DrumNet nutzt Bauern und Händlern
Ein Beispiel dafür ist DrumNet, das in dem Weltbank-Bericht ebenfalls lobend erwähnt wird. Zwei Drittel aller Menschen in Afrika leben von der Landwirtschaft. Doch die Infrastruktur ist ineffizient. Bauern kennen Marktpreise nicht und haben Mühe, Handelsplätze zu erreichen, Kunden können nicht beliebig große Mengen der Produkte kaufen, Qualitätskontrollen sind kaum flächendeckend möglich.
DrumNet, das ebenfalls auf SMS basiert, will vor allem Zugang zu Informationen schaffen, um diese Hürden zu überwinden. Bauern können darüber angeben, wie viel sie angebaut und geerntet haben, Händler teilen mit, was sie kaufen und verkaufen. Bauern können so erfahren, welchen Preis sie erwarten können, Händler wissen, welche Mengen an Produkten verfügbar sind. Gleichzeitig dient das System als Bezahlplattform. Banken sind daran interessiert, weil sie über DrumNet erfahren können, wie zuverlässig ein Bauer liefert – was ihm im Zweifel einen billigeren Kredit verschafft.

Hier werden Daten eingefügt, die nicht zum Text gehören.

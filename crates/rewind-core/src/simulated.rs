//! Capability contract between the rollback core and a concrete simulation
//!
//! This trait is what a predicted entity implements so that
//! `rewind-netcode` can drive it: gather an input, advance the live
//! simulation by one tick, snapshot the resulting state, and snap back to
//! an authoritative state during reconciliation.
//!
//! The contract is compile-time polymorphic: each entity kind implements
//! the trait with its own `Input`/`State` types, and the controller is
//! monomorphized over it. No runtime callback wiring.
//!
//! # Example
//!
//! ```rust
//! use rewind_core::Simulated;
//!
//! struct Counter {
//!     value: i64,
//! }
//!
//! impl Simulated for Counter {
//!     type Input = i64;
//!     type State = i64;
//!
//!     fn gather_input(&mut self) -> i64 {
//!         1
//!     }
//!
//!     fn gather_state(&self) -> i64 {
//!         self.value
//!     }
//!
//!     fn simulate(&mut self, input: Option<&i64>, _dt: f64, _replay: bool) {
//!         self.value += input.copied().unwrap_or_default();
//!     }
//!
//!     fn apply_state(&mut self, state: &i64) {
//!         self.value = *state;
//!     }
//!
//!     fn states_match(a: &i64, b: &i64) -> bool {
//!         a == b
//!     }
//! }
//! ```

/// Contract for an entity driven by prediction and reconciliation.
///
/// `simulate` must be deterministic: identical (starting state, input, dt)
/// must always produce the identical resulting state, otherwise replay
/// after a correction cannot converge.
pub trait Simulated {
    /// One tick's worth of input. `Default` is the "no input arrived"
    /// substitute used for dropped packets and replay gaps.
    type Input: Clone + Default;

    /// A full snapshot of the entity's simulation state.
    type State: Clone;

    /// Collect the input for the current tick (owning client only).
    fn gather_input(&mut self) -> Self::Input;

    /// Snapshot the current live state.
    fn gather_state(&self) -> Self::State;

    /// Advance the live simulation by one tick.
    ///
    /// `input` is `None` when the tick is simulated without a buffered
    /// input (dropped packet on the server). `replay` is true while
    /// re-simulating after a correction; one-shot side effects (sounds,
    /// particles, triggers) should be suppressed when it is set.
    fn simulate(&mut self, input: Option<&Self::Input>, dt: f64, replay: bool);

    /// Hard-overwrite the live state (teleport/snap).
    fn apply_state(&mut self, state: &Self::State);

    /// Divergence check with caller-defined tolerance.
    ///
    /// Never compare states bit-exactly here; floating-point drift between
    /// client and server would cause spurious corrections.
    fn states_match(a: &Self::State, b: &Self::State) -> bool;
}
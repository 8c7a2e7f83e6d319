//! Transport seam between controllers and the network layer
//!
//! The core never touches sockets. A controller hands outgoing traffic to
//! an injected [`Transport`] synchronously at well-defined points in the
//! tick; delivery ordering, reliability, and the wire format are entirely
//! the transport's responsibility.

use rewind_core::Tick;
use serde::{Deserialize, Serialize};

/// Envelope for controller traffic
///
/// A ready-made payload shape for transports that want one. Transports
/// are free to ignore it and define their own framing.
#[derive(Debug, Clone, Serialize, Deserialize)]
pub enum Message<I, S> {
    /// Owner to authority: the input for a tick plus the state the owner
    /// predicted after applying it
    Input {
        /// Owner-local tick the input belongs to
        tick: Tick,
        /// The gathered input
        input: I,
        /// The owner's predicted state after simulating the input
        claimed: S,
    },
    /// Authority to owner: authoritative state for a diverged tick
    Correction {
        /// The tick that diverged
        tick: Tick,
        /// The authoritative state at that tick
        state: S,
    },
}

/// Outgoing side of a controller's network connection
///
/// Both methods are invoked synchronously from the tick callbacks. A
/// returned error is logged by the controller and otherwise ignored;
/// retry and reliability live below this seam.
pub trait Transport<I, S> {
    /// Error type for this transport
    type Error: std::error::Error;

    /// Send an owner's (tick, input, claimed state) tuple to the authority
    fn send_input(&mut self, tick: Tick, input: &I, claimed: &S) -> Result<(), Self::Error>;

    /// Send an authoritative correction back to the owning client
    fn send_correction(&mut self, tick: Tick, state: &S) -> Result<(), Self::Error>;
}
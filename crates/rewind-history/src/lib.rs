//! Rewind History - tick-indexed storage with bounded memory
//!
//! This crate provides the ordered, tick-indexed buffer that backs both
//! input and state streams in a predicted simulation.
//!
//! # Features
//!
//! - **Sorted by tick**: entries stay strictly ascending, no duplicates
//! - **O(log n) lookup**: binary search over a dense sorted sequence
//! - **Soft-bounded memory**: pruning is deferred until a cut threshold,
//!   then trims back to capacity in one pass
//! - **Past/future truncation**: drop everything before or after a tick
//!
//! # Example
//!
//! ```rust
//! use rewind_history::History;
//!
//! // Keep roughly the last 128 ticks
//! let mut history: History<f32> = History::with_capacity(128);
//!
//! history.write(0, 1.0);
//! history.write(1, 2.0);
//! history.write(2, 4.0);
//!
//! assert_eq!(history.read(1), Some(&2.0));
//! assert_eq!(history.read(7), None);
//!
//! // Overwriting a tick replaces in place
//! history.write(1, 3.0);
//! assert_eq!(history.read(1), Some(&3.0));
//! assert_eq!(history.len(), 3);
//! ```

use std::ops::{Index, IndexMut};

use rewind_core::{Entry, Tick};
use serde::{Deserialize, Serialize};

/// Fixed slack added to the capacity before the first prune can trigger.
/// Small capacities would otherwise prune on nearly every write.
const PRUNE_SLACK: usize = 10;

/// An ordered, tick-indexed buffer of entries
///
/// Entries are kept strictly ascending by tick with at most one entry per
/// tick. With a capacity the buffer is *soft-bounded*: writes are allowed
/// to overshoot until the cut threshold
/// (`max(capacity + 10, capacity * 1.5)`) is reached, at which point the
/// oldest entries are pruned so exactly `capacity` remain. The hysteresis
/// amortizes the O(n) front-drain across many appends instead of paying
/// it on every write.
#[derive(Debug, Clone)]
pub struct History<T> {
    entries: Vec<Entry<T>>,
    capacity: Option<usize>,
}

impl<T> History<T> {
    /// Create an unbounded history (no pruning ever happens)
    pub fn new() -> Self {
        Self {
            entries: Vec::new(),
            capacity: None,
        }
    }

    /// Create a soft-bounded history
    ///
    /// # Arguments
    ///
    /// * `capacity` - Number of entries retained after a prune
    pub fn with_capacity(capacity: usize) -> Self {
        assert!(capacity > 0, "Capacity must be greater than 0");
        Self {
            entries: Vec::with_capacity(capacity),
            capacity: Some(capacity),
        }
    }

    /// Size at which the next write triggers a prune, `None` if unbounded
    pub fn cut_threshold(&self) -> Option<usize> {
        self.capacity.map(|c| (c + PRUNE_SLACK).max(c + c / 2))
    }

    /// Write `data` at `tick`
    ///
    /// An existing entry for the tick is overwritten in place; otherwise
    /// the entry is inserted at its sorted position. Any tick value is
    /// accepted, including ones older than everything stored.
    pub fn write(&mut self, tick: Tick, data: T) {
        match self.find(tick) {
            Ok(index) => self.entries[index].data = data,
            Err(index) => {
                self.entries.insert(index, Entry::new(tick, data));
                if let (Some(capacity), Some(cut)) = (self.capacity, self.cut_threshold()) {
                    if self.entries.len() >= cut {
                        let excess = self.entries.len() - capacity;
                        self.entries.drain(..excess);
                    }
                }
            }
        }
    }

    /// Read the data stored at exactly `tick`
    ///
    /// Returns `None` if the tick was pruned, never written, or not yet
    /// received.
    pub fn read(&self, tick: Tick) -> Option<&T> {
        self.find(tick).ok().map(|index| &self.entries[index].data)
    }

    /// Locate `tick` by binary search
    ///
    /// `Ok(index)` is the position of the entry with that exact tick.
    /// `Err(index)` is the insertion point: every entry before it has a
    /// smaller tick. Either index is invalidated by the next mutation.
    pub fn find(&self, tick: Tick) -> Result<usize, usize> {
        self.entries.binary_search_by_key(&tick, |entry| entry.tick)
    }

    /// Get the entry at a raw position
    pub fn entry(&self, index: usize) -> Option<&Entry<T>> {
        self.entries.get(index)
    }

    /// Get the entry at a raw position, mutably
    pub fn entry_mut(&mut self, index: usize) -> Option<&mut Entry<T>> {
        self.entries.get_mut(index)
    }

    /// Tick of the entry at a raw position
    pub fn tick_at(&self, index: usize) -> Option<Tick> {
        self.entries.get(index).map(|entry| entry.tick)
    }

    /// The entry at or immediately before `tick`
    ///
    /// Useful for rollback when the exact tick is not retained.
    pub fn at_or_before(&self, tick: Tick) -> Option<&Entry<T>> {
        match self.find(tick) {
            Ok(index) => Some(&self.entries[index]),
            Err(0) => None,
            Err(index) => Some(&self.entries[index - 1]),
        }
    }

    /// Remove every entry before `tick`
    ///
    /// With `inclusive`, the entry at `tick` itself is removed too. If the
    /// tick is absent, everything before its would-be position goes.
    pub fn clear_past(&mut self, tick: Tick, inclusive: bool) {
        let cut = match self.find(tick) {
            Ok(index) => {
                if inclusive {
                    index + 1
                } else {
                    index
                }
            }
            Err(index) => index,
        };
        self.entries.drain(..cut);
    }

    /// Remove every entry after `tick`
    ///
    /// With `inclusive`, the entry at `tick` itself is removed too. If the
    /// tick is absent, everything from its would-be position onward goes.
    pub fn clear_future(&mut self, tick: Tick, inclusive: bool) {
        let keep = match self.find(tick) {
            Ok(index) => {
                if inclusive {
                    index
                } else {
                    index + 1
                }
            }
            Err(index) => index,
        };
        self.entries.truncate(keep);
    }

    /// Remove all entries
    pub fn clear(&mut self) {
        self.entries.clear();
    }

    /// Number of entries currently stored
    pub fn len(&self) -> usize {
        self.entries.len()
    }

    /// Check if the history is empty
    pub fn is_empty(&self) -> bool {
        self.entries.is_empty()
    }

    /// Retained-entry limit, `None` if unbounded
    pub fn capacity(&self) -> Option<usize> {
        self.capacity
    }

    /// Tick of the first (oldest) entry
    pub fn oldest_tick(&self) -> Option<Tick> {
        self.entries.first().map(|entry| entry.tick)
    }

    /// Tick of the last (most recent) entry
    pub fn newest_tick(&self) -> Option<Tick> {
        self.entries.last().map(|entry| entry.tick)
    }

    /// Iterate entries oldest to newest
    pub fn iter(&self) -> impl Iterator<Item = &Entry<T>> {
        self.entries.iter()
    }

    /// Snapshot of the buffer's occupancy
    pub fn stats(&self) -> HistoryStats {
        HistoryStats {
            capacity: self.capacity,
            len: self.entries.len(),
            oldest_tick: self.oldest_tick(),
            newest_tick: self.newest_tick(),
        }
    }
}

impl<T> Default for History<T> {
    /// Create an unbounded history
    fn default() -> Self {
        Self::new()
    }
}

/// Raw data access by position (see [`History::find`] for valid indices)
impl<T> Index<usize> for History<T> {
    type Output = T;

    fn index(&self, index: usize) -> &T {
        &self.entries[index].data
    }
}

impl<T> IndexMut<usize> for History<T> {
    fn index_mut(&mut self, index: usize) -> &mut T {
        &mut self.entries[index].data
    }
}

/// Statistics about a history buffer
#[derive(Debug, Clone, Copy, PartialEq, Eq, Serialize, Deserialize)]
pub struct HistoryStats {
    /// Retained-entry limit, `None` if unbounded
    pub capacity: Option<usize>,
    /// Current number of stored entries
    pub len: usize,
    /// Oldest stored tick
    pub oldest_tick: Option<Tick>,
    /// Newest stored tick
    pub newest_tick: Option<Tick>,
}

impl HistoryStats {
    /// Distance in ticks between the oldest and newest entries
    pub fn tick_span(&self) -> u64 {
        match (self.oldest_tick, self.newest_tick) {
            (Some(oldest), Some(newest)) => newest - oldest,
            _ => 0,
        }
    }

    /// Fill percentage (0.0 to 1.0), `None` if unbounded
    pub fn fill_ratio(&self) -> Option<f32> {
        self.capacity.map(|c| self.len as f32 / c as f32)
    }
}
//! Rewind Core - shared vocabulary for tick-based rollback netcode
//!
//! This crate provides the types every other rewind crate agrees on:
//! - `Tick` - discrete simulation step index
//! - `Entry<T>` - a tick-stamped record (an input or a state snapshot)
//! - `Simulated` - the capability contract a concrete simulation implements
//!
//! The crates built on top:
//! - `rewind-history` stores `Entry<T>` sequences with bounded memory
//! - `rewind-netcode` drives prediction, reconciliation, and server catch-up

mod simulated;
mod tick;

pub use simulated::Simulated;
pub use tick::{Entry, Tick};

Inzwischen gibt es viele solcher Angebote. Esoko, eine in Ghana gegründete Plattform, verschickt vor allem Wetter- und Marktberichte. Genau wie beispielsweise mFarm oder Manobi. Ihre Informationen helfen, dass der gesamte Markt stabiler wird und mehr Menschen von ihm profitieren können.
Erste Hilfe
Ähnliche Effekte hat Mobilfunk in der Politik oder im Gesundheitswesen. Auch dort geht es vor allem darum, Informationen zu möglichst vielen Menschen zu bringen. MedAfrica will dabei helfen, Krankheiten zu erkennen und ihre Gefährlichkeit einzuschätzen. Über die App werden Ratschläge zur ersten Hilfe ebenso verbreitet wie Informationen zum nächstgelegenen Krankenhaus. Die App versucht beispielsweise, Fragen von Müttern zur Entwicklung ihrer Kinder zu beantworten, und praktische Tipps zur Ernährung zu geben. Später soll es auch möglich sein, einzelne Ärzte zu finden oder zu erkennen, ob ein Medikament gefälscht ist.
Solche Informationen mögen für entwickelte Informationsgesellschaften banal erscheinen. Für Menschen, die keinen Zugang zu Zeitungen, Büchern und Fernsehen haben, können sie lebenswichtig sein.
Die Infrastruktur im Mobilfunkbereich ist laut dem Bericht aber längst noch nicht ausreichend. Zwar habe sich dank neuer Seekabel und neuer Landleitungen die verfügbare Internet-Bandbreite zwischen 2008 und 2012 verzwanzigfacht. Doch liege Afrika noch hinter anderen Regionen der Welt zurück, vor allem im Bereich Breitband. Auch fehlten oft Spezialisten, um Datennetze aufzubauen und zu warten.
Es gibt dank mobiler Technik also durchaus ein Wirtschaftswunder in Afrika, allerdings könnte es noch viel größer sein.